The vote may have emboldened racists & nationalists but that only means political organizing in defense of refugees, immigrants, & citizens who are brown & black has to be more boldly advanced with no time to waste. That is a political task everywhere, not just in the UK, as rightwing extremists gain prominence.

It must be said the tone of the debate has been regrettable but that is inevitable when so much is at stake & the issues so heartfelt. However, one thing is clear: unity among progressives must be forged to respond to nationalist aggressions with massive & maximum political power.

Addressing the Orlando massacre, Obama’s Attorney General Loretta Lynch told reporters that the most effective weapon at America’s disposal against Islamic terrorism is love–even though they still haven’t determined that the motive was Islamic terrorism & overwhelming evidence suggests Islam didn’t have a damn thing to do with it.

But this raises the question of how the US government defines love.

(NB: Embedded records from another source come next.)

#[cfg(test)]
use std::ffi::OsString;
use std::path::PathBuf;
use std::time::Duration;

use clap::{Parser, ValueEnum};

use dof_bridge::LogLevel;

const DEFAULT_ON_MS: u64 = 650;
const DEFAULT_OFF_MS: u64 = 650;
const DEFAULT_INIT_WAIT_MS: u64 = 1000;

/// Appends the trailing separator the engine expects on its base path.
fn parse_base_path(input: &str) -> Result<String, String> {
    let s = input.trim();
    if s.is_empty() {
        return Err("base path must not be empty".to_string());
    }
    if s.ends_with('/') || s.ends_with('\\') {
        Ok(s.to_string())
    } else {
        Ok(format!("{s}/"))
    }
}

#[derive(Debug, Clone, Copy, PartialEq, Eq, ValueEnum)]
pub enum LevelArg {
    Info,
    Warn,
    Error,
    Debug,
}

impl From<LevelArg> for LogLevel {
    fn from(value: LevelArg) -> Self {
        match value {
            LevelArg::Info => LogLevel::Info,
            LevelArg::Warn => LogLevel::Warn,
            LevelArg::Error => LogLevel::Error,
            LevelArg::Debug => LogLevel::Debug,
        }
    }
}

#[derive(Debug, Clone, Parser)]
#[command(
    name = "dof-test",
    version,
    about = "Drive a DOF engine through the C bridge with canned ROM sequences"
)]
pub struct Cli {
    /// ROM to run (default: every built-in sequence).
    #[arg(long, env = "DOF_ROM")]
    pub rom: Option<String>,

    /// Table file handed to `init` (empty: none).
    #[arg(long, env = "DOF_TABLE", default_value = "")]
    pub table: String,

    /// DOF config directory (default: ~/.vpinball/).
    #[arg(long, env = "DOF_BASE_PATH", value_parser = parse_base_path)]
    pub base_path: Option<String>,

    /// Minimum engine log level. Levels compare by ordinal
    /// (info < warn < error < debug), so `info` shows everything.
    #[arg(long, env = "DOF_LOG_LEVEL", value_enum, default_value_t = LevelArg::Info)]
    pub log_level: LevelArg,

    /// How long each output stays on.
    #[arg(long, env = "DOF_ON_MS", default_value_t = DEFAULT_ON_MS)]
    pub on_ms: u64,

    /// Pause after switching an output off.
    #[arg(long, env = "DOF_OFF_MS", default_value_t = DEFAULT_OFF_MS)]
    pub off_ms: u64,

    /// Pause after `init`, before the first event.
    #[arg(long, env = "DOF_INIT_WAIT_MS", default_value_t = DEFAULT_INIT_WAIT_MS)]
    pub init_wait_ms: u64,

    /// JSON step file replacing the built-in sequence.
    #[arg(long, value_name = "FILE", requires = "rom")]
    pub script: Option<PathBuf>,

    /// Print the engine status as JSON before each session ends.
    #[arg(long, default_value_t = false)]
    pub summary: bool,
}

impl Cli {
    pub fn on(&self) -> Duration {
        Duration::from_millis(self.on_ms)
    }

    pub fn off(&self) -> Duration {
        Duration::from_millis(self.off_ms)
    }

    pub fn init_wait(&self) -> Duration {
        Duration::from_millis(self.init_wait_ms)
    }

    /// Parse `args` without the `DOF_*` environment fallbacks.
    #[cfg(test)]
    pub fn parse_args_only<I, T>(args: I) -> Result<Self, clap::Error>
    where
        I: IntoIterator<Item = T>,
        T: Into<OsString> + Clone,
    {
        use clap::{CommandFactory, FromArgMatches};

        let matches = Self::command()
            .mut_args(|arg| arg.env(None::<&'static str>))
            .try_get_matches_from(args)?;
        Self::from_arg_matches(&matches)
    }
}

Does it include drone bombing, Guantanamo & torture prisons, & decades of military occupation? Because Muslims could probably do with a whole lot less Obama love.

The NY Times reports that to protest Donald Drumpf, Scottish residents are flying Mexican flags near his golf course. I was never prouder of that ounce of Scottish I got from my paternal granny.

Somebody has to ask this question, so it might as well be me–& hopefully it won’t start a furor & exchange of hostilities on my wall: after all the austerity policies enforced by the EU; after the years of barbaric anti-refugee operations in the Mediterranean, including over 25,000 drownings; after the despicable deal the EU made with Turkey to deport refugees, how does the UK leaving the EU get defined as racist & xenophobic?

It was hard to follow the debate because vituperations often replaced cogent explanations & those outside the UK couldn’t closely follow the politicians manipulations, pro or con.

It seems to me that the political tasks after the referendum are exactly the same as those prior: to organize against austerity policies, to organize for refugee & immigrant rights, to publicly oppose wars. It seems to me that Brexit should spread across Europe because the EU is rotting at the core & needs to be dismantled.

Can someone please explain, without the fury, what I am missing in this debate?